Similarly, you should consider your existing debt burden and how this is being repaid, along with whether or not you have access to a cash emergency fund. This way, you can prioritise your spending and determine the exact amount you’re able to invest each month.

● #2. What Are Your Goals: Most investment plans and portfolios are designed to be cumulative in nature, which means that many will only appreciate fully over a period of five or 10 years or more. So, investment isn’t necessarily ideal if you have short-term fiscal goals or expenses, especially as speculative investment vehicles like forex are inherently complex and risky for beginners. If you want to save for your future or focus solely on the accumulation of wealth over time, however, traditional investments could well be for you.

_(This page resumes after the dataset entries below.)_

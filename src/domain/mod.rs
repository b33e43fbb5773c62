//! # Domain Layer Module
//!
//! 도메인 계층을 구성하는 핵심 모듈입니다.
//!
//! ```text
//! Domain Layer (이 모듈)
//! ├── entities   - 저장되는 사용자 레코드 (User, NewUser, Role)
//! ├── models     - 외부 신원, 프로바이더 응답, 세션 모델
//! └── dto        - HTTP 요청/응답 객체
//!      │
//!      ▼
//! Application Layer (services)
//!      │
//!      ▼
//! Infrastructure Layer (repositories, db, caching)
//! ```

pub mod entities;
pub mod dto;
pub mod models;

pub use entities::*;
pub use dto::*;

● #3. Do You Have an Appetite for Risk?: If the answer to this question is ‘no’, you should probably avoid investing as a general rule. After all, while some investments incur higher risks and more significant losses than others, all vehicles can cause you to lose money over time. So, it’s important to gauge your appetite for risk and build a suitable portfolio, both in terms of your desired investment level (how much you’re willing to lose) and the potential returns that are in-play.

The Last Word – Our Investment Tips

As we can see, investment portfolios are capable of delivering a much higher yield than savings, but they also incur more significant risk and have the potential to drive losses over time.

So, your appetite for risk and starting capital are all key elements when choosing between investing and saving, while it’s also important to note that knowledge of your target markets is also crucial if you’re to optimise your chances of success.

If you’re still unsure about whether investment or market trading is right for you, consider taking this trading quiz.

This should enable you to determine your current level of knowledge and aptitude, making your next course of action more apparent.

If you do decide that investment is right for you, it’s crucial that you understand the risk-reward ratio associated with each asset.

This will also aid the critical process of diversification, which ensures that you minimise your real-time exposure to risk and drive sustained returns over time.

We’d also recommend starting small and building your investment portfolio in line with your growing experience and profitability.

This way, you can protect your starting capital and minimise initial losses, which is particularly important if you only intend to invest a relatively small amount each month.